• [DATA RECORDS]
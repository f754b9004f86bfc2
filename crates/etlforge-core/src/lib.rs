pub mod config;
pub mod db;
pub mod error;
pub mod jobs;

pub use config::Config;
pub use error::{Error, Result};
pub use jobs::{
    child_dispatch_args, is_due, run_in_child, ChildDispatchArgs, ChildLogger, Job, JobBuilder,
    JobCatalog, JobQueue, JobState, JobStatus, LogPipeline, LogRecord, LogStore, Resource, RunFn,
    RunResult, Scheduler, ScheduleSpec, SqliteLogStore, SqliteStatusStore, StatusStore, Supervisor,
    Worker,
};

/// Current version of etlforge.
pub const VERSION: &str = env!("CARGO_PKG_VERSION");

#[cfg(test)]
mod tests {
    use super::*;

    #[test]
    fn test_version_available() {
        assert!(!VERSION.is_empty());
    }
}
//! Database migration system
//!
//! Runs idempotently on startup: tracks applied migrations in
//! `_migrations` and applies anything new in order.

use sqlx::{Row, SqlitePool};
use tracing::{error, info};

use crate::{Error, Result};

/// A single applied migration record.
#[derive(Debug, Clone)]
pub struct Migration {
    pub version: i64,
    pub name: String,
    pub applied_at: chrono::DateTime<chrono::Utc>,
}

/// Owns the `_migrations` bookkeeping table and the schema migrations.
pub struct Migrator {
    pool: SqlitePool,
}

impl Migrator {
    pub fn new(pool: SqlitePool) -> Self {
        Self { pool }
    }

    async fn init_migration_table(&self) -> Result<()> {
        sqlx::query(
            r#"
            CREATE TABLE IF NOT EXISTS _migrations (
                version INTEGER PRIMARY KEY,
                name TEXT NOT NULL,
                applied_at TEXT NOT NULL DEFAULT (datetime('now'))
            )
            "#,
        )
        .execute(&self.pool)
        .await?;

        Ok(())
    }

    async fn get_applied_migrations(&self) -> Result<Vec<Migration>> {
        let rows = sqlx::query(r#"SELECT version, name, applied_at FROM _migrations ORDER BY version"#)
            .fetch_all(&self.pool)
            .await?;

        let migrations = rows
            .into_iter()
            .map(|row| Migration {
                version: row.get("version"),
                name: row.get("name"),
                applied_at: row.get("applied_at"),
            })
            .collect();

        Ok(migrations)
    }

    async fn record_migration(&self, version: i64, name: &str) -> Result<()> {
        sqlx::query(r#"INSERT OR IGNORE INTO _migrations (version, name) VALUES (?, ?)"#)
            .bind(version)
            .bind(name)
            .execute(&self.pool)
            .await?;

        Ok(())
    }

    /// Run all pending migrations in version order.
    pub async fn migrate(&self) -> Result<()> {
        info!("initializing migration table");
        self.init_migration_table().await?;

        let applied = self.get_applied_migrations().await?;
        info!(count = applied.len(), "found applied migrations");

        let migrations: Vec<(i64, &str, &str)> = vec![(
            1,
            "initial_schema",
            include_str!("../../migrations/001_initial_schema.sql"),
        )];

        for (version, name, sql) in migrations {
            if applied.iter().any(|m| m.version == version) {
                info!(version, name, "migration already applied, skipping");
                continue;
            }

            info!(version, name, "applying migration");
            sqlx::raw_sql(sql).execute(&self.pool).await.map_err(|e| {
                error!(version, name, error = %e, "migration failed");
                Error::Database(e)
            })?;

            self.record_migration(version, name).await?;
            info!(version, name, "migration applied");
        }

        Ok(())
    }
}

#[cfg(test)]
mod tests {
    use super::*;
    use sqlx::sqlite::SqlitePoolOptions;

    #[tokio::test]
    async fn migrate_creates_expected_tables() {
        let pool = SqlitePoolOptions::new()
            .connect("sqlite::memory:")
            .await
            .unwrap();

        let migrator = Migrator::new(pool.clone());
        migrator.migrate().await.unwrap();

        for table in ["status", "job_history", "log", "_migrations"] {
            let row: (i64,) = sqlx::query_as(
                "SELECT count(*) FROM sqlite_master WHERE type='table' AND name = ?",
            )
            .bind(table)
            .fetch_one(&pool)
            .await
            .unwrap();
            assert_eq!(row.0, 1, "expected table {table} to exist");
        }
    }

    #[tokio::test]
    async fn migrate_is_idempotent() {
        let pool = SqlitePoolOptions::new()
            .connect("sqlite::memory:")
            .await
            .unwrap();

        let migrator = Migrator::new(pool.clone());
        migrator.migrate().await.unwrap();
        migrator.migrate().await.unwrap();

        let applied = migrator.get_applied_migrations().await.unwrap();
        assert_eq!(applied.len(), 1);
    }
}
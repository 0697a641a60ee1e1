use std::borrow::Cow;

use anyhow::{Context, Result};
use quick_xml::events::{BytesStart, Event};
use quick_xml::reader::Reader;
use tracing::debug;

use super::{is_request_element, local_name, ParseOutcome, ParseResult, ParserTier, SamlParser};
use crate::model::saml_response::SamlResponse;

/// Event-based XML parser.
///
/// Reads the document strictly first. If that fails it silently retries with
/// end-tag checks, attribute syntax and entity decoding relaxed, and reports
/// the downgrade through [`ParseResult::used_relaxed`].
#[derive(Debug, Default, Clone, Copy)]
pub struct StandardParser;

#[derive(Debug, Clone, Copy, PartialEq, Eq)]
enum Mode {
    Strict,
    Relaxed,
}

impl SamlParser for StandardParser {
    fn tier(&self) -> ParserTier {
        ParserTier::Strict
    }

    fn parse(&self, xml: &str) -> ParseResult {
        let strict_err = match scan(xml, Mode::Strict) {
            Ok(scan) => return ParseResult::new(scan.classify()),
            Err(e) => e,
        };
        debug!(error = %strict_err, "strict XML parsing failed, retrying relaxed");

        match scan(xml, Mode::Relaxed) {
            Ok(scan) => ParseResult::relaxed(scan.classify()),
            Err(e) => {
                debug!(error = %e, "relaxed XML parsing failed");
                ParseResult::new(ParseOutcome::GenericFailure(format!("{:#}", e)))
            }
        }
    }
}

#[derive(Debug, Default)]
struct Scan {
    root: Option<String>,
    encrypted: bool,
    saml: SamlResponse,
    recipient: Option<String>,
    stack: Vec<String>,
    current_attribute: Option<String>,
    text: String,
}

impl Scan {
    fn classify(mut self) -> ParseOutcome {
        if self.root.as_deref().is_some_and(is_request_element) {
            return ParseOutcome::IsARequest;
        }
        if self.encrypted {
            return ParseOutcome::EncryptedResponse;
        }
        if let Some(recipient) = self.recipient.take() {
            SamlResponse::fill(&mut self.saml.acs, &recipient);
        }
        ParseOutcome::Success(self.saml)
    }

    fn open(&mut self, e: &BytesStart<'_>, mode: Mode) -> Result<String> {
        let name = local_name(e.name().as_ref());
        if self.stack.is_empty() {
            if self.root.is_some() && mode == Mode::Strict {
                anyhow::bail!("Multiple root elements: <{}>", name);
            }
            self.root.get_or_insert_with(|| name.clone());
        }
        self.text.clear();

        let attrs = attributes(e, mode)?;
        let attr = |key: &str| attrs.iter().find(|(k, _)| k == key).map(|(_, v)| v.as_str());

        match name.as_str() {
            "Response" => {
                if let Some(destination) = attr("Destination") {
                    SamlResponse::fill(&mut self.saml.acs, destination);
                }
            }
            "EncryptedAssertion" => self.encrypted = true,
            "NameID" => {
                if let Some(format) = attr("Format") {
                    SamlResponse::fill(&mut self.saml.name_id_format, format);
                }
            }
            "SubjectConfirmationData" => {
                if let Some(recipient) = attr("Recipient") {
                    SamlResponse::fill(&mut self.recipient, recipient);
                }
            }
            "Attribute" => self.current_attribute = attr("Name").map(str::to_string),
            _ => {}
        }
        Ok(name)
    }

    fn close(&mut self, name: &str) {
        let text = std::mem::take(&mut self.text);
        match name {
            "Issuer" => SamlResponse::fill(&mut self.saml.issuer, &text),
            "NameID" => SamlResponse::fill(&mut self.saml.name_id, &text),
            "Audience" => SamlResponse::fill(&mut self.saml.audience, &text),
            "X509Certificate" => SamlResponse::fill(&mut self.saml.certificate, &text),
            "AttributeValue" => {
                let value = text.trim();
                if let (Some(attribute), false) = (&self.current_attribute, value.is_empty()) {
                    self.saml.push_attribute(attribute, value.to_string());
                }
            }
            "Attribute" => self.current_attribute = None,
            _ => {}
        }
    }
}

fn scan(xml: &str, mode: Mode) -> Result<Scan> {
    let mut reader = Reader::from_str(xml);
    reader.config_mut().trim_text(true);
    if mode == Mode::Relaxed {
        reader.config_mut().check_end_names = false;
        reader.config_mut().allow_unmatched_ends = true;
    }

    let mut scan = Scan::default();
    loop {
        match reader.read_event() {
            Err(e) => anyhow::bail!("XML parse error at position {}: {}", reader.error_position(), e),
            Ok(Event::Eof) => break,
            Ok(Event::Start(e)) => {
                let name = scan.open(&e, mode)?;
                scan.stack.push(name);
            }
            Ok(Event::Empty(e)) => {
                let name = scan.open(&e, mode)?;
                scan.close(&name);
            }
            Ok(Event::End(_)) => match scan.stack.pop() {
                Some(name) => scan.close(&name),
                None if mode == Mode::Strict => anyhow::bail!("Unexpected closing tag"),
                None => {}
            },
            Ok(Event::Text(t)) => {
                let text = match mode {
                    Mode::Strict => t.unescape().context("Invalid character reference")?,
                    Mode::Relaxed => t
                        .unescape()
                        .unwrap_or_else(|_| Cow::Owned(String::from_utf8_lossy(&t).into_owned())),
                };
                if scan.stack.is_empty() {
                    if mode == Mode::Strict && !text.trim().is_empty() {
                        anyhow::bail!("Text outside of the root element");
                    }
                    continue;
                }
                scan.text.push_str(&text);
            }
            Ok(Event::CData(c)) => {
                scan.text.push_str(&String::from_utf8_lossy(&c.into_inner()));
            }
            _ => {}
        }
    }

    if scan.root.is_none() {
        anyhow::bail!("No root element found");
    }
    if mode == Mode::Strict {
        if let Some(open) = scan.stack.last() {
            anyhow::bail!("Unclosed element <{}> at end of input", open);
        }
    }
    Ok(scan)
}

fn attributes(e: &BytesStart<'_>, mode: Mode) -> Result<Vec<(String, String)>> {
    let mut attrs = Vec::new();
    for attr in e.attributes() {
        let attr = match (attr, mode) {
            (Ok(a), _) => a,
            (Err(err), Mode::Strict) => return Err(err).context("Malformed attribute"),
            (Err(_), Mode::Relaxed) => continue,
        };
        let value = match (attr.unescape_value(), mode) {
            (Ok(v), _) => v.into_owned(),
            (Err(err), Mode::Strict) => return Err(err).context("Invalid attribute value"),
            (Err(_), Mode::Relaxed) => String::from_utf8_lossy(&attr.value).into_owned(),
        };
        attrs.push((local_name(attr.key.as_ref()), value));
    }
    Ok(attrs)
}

• [TASK GOAL]
Go through the entries and copy every line that has "true".

• [ANSWER BOX]
            "EncryptedAssertion" => self.encrypted = true,
    reader.config_mut().trim_text(true);
        reader.config_mut().allow_unmatched_ends = true;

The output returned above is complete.